After meeting at Pyramind, Shrike and Sheridan have began collaborating and recently landed an awesome video game placement. On the game NBA2k22 you can hear their track We Need Heroes, in all it’s dubstep rap glory.
We love seeing our students succeed so we reached out to Shrike to ask him if he would share his experience, and he obliged.
Check out his response below, and if you could benefit from a group of hungry producers creating world class content, contact us now to join the pyrafam.
‘We Need Heroes’ is a track I started as a fun project without much thought behind the potential on where it could end up.
I make music for my own muse and wanted to challenge myself with a new style of sound design I had recently started exploring.

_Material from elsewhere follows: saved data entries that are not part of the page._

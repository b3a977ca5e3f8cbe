//! The root of a thread tree: releases tics, waits for the barrier and
//! enforces the timelock.

use crate::error::Result;
use crate::flags::ThreadFlags;
use crate::node::ThreadNode;
use crate::routine::ThreadRoutine;
use crate::task::TaskLauncher;
use crate::tree::{ThreadTree, TreeConfig};
use std::sync::Arc;
use std::time::{Duration, Instant};

/// Outcome of one [`AudioLoop::tic`].
#[derive(Debug, Clone, PartialEq)]
pub struct TicReport {
    /// Tic counter after the release.
    pub count: u64,
    /// Barrier phase of this tic.
    pub tic: u8,
    /// Threads newly skipped by the timelock during this tic.
    pub skipped: Vec<String>,
    /// Tasks launched before the release.
    pub tasks: usize,
    /// Wall time of the whole tic.
    pub elapsed: Duration,
}

/// Root thread of a tree. Driven by whoever calls [`tic`](Self::tic),
/// usually a soundcard callback or an offline render loop.
pub struct AudioLoop {
    tree: ThreadTree,
    root: Arc<ThreadNode>,
    launcher: Arc<TaskLauncher>,
}

impl std::fmt::Debug for AudioLoop {
    fn fmt(&self, f: &mut std::fmt::Formatter<'_>) -> std::fmt::Result {
        f.debug_struct("AudioLoop")
            .field("tree", &self.tree)
            .field("root", &self.root)
            .finish_non_exhaustive()
    }
}

impl AudioLoop {
    /// Create a loop whose root runs `routine` inline each tic.
    pub fn new(config: TreeConfig, routine: impl ThreadRoutine + 'static) -> Self {
        let tree = ThreadTree::new(config);
        let root = tree.new_thread("audio-loop", routine);
        root.mark_inline();
        tracing::info!(freq = config.freq, timelock = config.timelock_cycles, "audio loop created");
        Self {
            tree,
            root,
            launcher: Arc::new(TaskLauncher::new()),
        }
    }

    /// Root node.
    pub fn root(&self) -> &Arc<ThreadNode> {
        &self.root
    }

    /// Tree handle, for creating threads.
    pub fn tree(&self) -> &ThreadTree {
        &self.tree
    }

    /// Task launcher drained at the start of every tic.
    pub fn task_launcher(&self) -> &Arc<TaskLauncher> {
        &self.launcher
    }

    /// Create a thread and attach it below the root, started.
    pub fn spawn(&self, name: impl Into<String>, routine: impl ThreadRoutine + 'static) -> Result<Arc<ThreadNode>> {
        let node = self.tree.new_thread(name, routine);
        self.root.add_child(Arc::clone(&node), false, false)?;
        Ok(node)
    }

    /// Run one tic: launch tasks, release every thread, run the root
    /// routine and wait for the barrier.
    pub fn tic(&self) -> TicReport {
        let start = Instant::now();
        let tasks = self.launcher.run();
        let nodes = self.root.subtree();
        let shared = &self.tree.shared;

        let count = {
            let mut clock = shared.clock.lock();
            clock.count += 1;
            let tic = (clock.count % 3) as u8;
            for node in &nodes {
                node.set_sync(tic);
            }
            shared.cond.notify_all();
            clock.count
        };
        let tic = (count % 3) as u8;
        let _span = tracing::debug_span!("tic", count).entered();

        self.root.run_inline(count);
        let skipped = self.wait_barrier(&nodes, count, tic);
        for node in nodes.iter().skip(1) {
            node.note_stuck(count);
        }

        TicReport {
            count,
            tic,
            skipped,
            tasks,
            elapsed: start.elapsed(),
        }
    }

    fn wait_barrier(&self, nodes: &[Arc<ThreadNode>], count: u64, tic: u8) -> Vec<String> {
        let shared = &self.tree.shared;
        let window = shared.config.window();
        let mut skipped = Vec::new();
        let mut deadline = Instant::now() + window;

        let mut clock = shared.clock.lock();
        while !nodes.iter().all(|n| n.is_current_ready(tic)) {
            if !shared.cond.wait_until(&mut clock, deadline).timed_out() {
                continue;
            }
            for node in nodes.iter().filter(|n| !n.is_current_ready(tic)) {
                let missed = node.note_missed();
                if missed >= shared.config.timelock_cycles {
                    node.set_flags(ThreadFlags::SKIPPED_BY_TIMELOCK);
                    tracing::warn!(thread = %node.name(), missed, count, "thread skipped by timelock");
                    skipped.push(node.name().to_string());
                }
            }
            deadline = Instant::now() + window;
        }
        skipped
    }

    /// Detect threads lagging more than `hangcheck_cycles` tics behind and
    /// recover: clear every barrier bit and move stuck clocks forward.
    /// Returns `true` if the tree was hung.
    pub fn hangcheck(&self) -> bool {
        let nodes = self.root.subtree();
        let limit = self.tree.shared.config.hangcheck_cycles;
        let stuck: Vec<_> = nodes
            .iter()
            .filter(|n| n.is_running() && n.stuck_cycles() > limit)
            .collect();
        if stuck.is_empty() {
            return false;
        }
        let names: Vec<&str> = stuck.iter().map(|n| n.name()).collect();
        tracing::error!(threads = ?names, "thread tree hung up");

        let clock = self.tree.shared.clock.lock();
        for node in &nodes {
            node.unset_flags(ThreadFlags::wait_all());
        }
        for node in &stuck {
            node.force_clock(clock.count);
        }
        self.tree.shared.cond.notify_all();
        true
    }

    /// Stop every thread of the tree.
    pub fn shutdown(&self) {
        if !self.root.is_running() {
            return;
        }
        self.root.stop();
        self.root.unmark_inline();
        tracing::info!(count = self.tree.count(), "audio loop stopped");
    }
}

impl Drop for AudioLoop {
    fn drop(&mut self) {
        self.shutdown();
    }
}

#[cfg(test)]
mod tests {
    use super::*;
    use crate::routine::{IdleRoutine, routine_fn};
    use std::sync::atomic::{AtomicU64, Ordering};

    fn fast() -> TreeConfig {
        TreeConfig {
            freq: 100.0,
            ..TreeConfig::default()
        }
    }

    #[test]
    fn root_runs_inline() {
        let hits = Arc::new(AtomicU64::new(0));
        let h = Arc::clone(&hits);
        let audio_loop = AudioLoop::new(
            fast(),
            routine_fn(move |ctx| {
                h.store(ctx.count, Ordering::SeqCst);
            }),
        );
        let report = audio_loop.tic();
        assert_eq!(report.count, 1);
        assert_eq!(report.tic, 1);
        assert_eq!(hits.load(Ordering::SeqCst), 1);
        audio_loop.tic();
        assert_eq!(hits.load(Ordering::SeqCst), 2);
    }

    #[test]
    fn children_run_once_per_tic() {
        let audio_loop = AudioLoop::new(fast(), IdleRoutine);
        let hits = Arc::new(AtomicU64::new(0));
        let h = Arc::clone(&hits);
        audio_loop
            .spawn(
                "child",
                routine_fn(move |_| {
                    h.fetch_add(1, Ordering::SeqCst);
                }),
            )
            .unwrap();
        for _ in 0..5 {
            let report = audio_loop.tic();
            assert!(report.skipped.is_empty());
        }
        assert_eq!(hits.load(Ordering::SeqCst), 5);
        audio_loop.shutdown();
    }

    #[test]
    fn hangcheck_idle_tree() {
        let audio_loop = AudioLoop::new(fast(), IdleRoutine);
        audio_loop.tic();
        assert!(!audio_loop.hangcheck());
    }
}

Near the end of my time working on ‘We Need Heroes’, I was approached by NBA 2K22 and asked if I wanted to send my discography for consideration to have one of my tunes added to their in game soundtrack.
Of course, I sent everything, and I received an email saying they had interest in ‘We Need Heroes’. I was hyped and panicked all at once. The track felt the best fit for me out of the rest of my tunes, but it was riddled with copyrighted vocals since I had produced the track not expecting it to get much traction.
With advice from my teacher, Steve, he got me working with Sheridan Crane, a rapper and vocalist who was willing to use his voice to switch out all the copyrighted clips I had used.
We spent a week tracking his vocals, processing them, and matching the vibe of the original until we were left with something that felt better and more cohesive than the tune I had before.
We wrote the lyrics knowing the tune was going on 2K, so it ties into this neat theme of needing a hero, or star, and being that hero/being the best at what you do. Sheridan killed it on the lyrics.
This song means a lot to me not only because of the length it’s gone, but also because of where it’s gone. I know in the music industry there’s been a history of gate keeping or hate on smaller genres.
For 2K to pickup a dubstep/rap tune feels really odd when all things are considered, but knowing they have interest in music outside of the scope of pop and hip-hop feels really exciting.
They’re looking at the full scale, and I feel insanely lucky to be able to provide a tiny dubstep slice of pie to the whole discography within 2K22.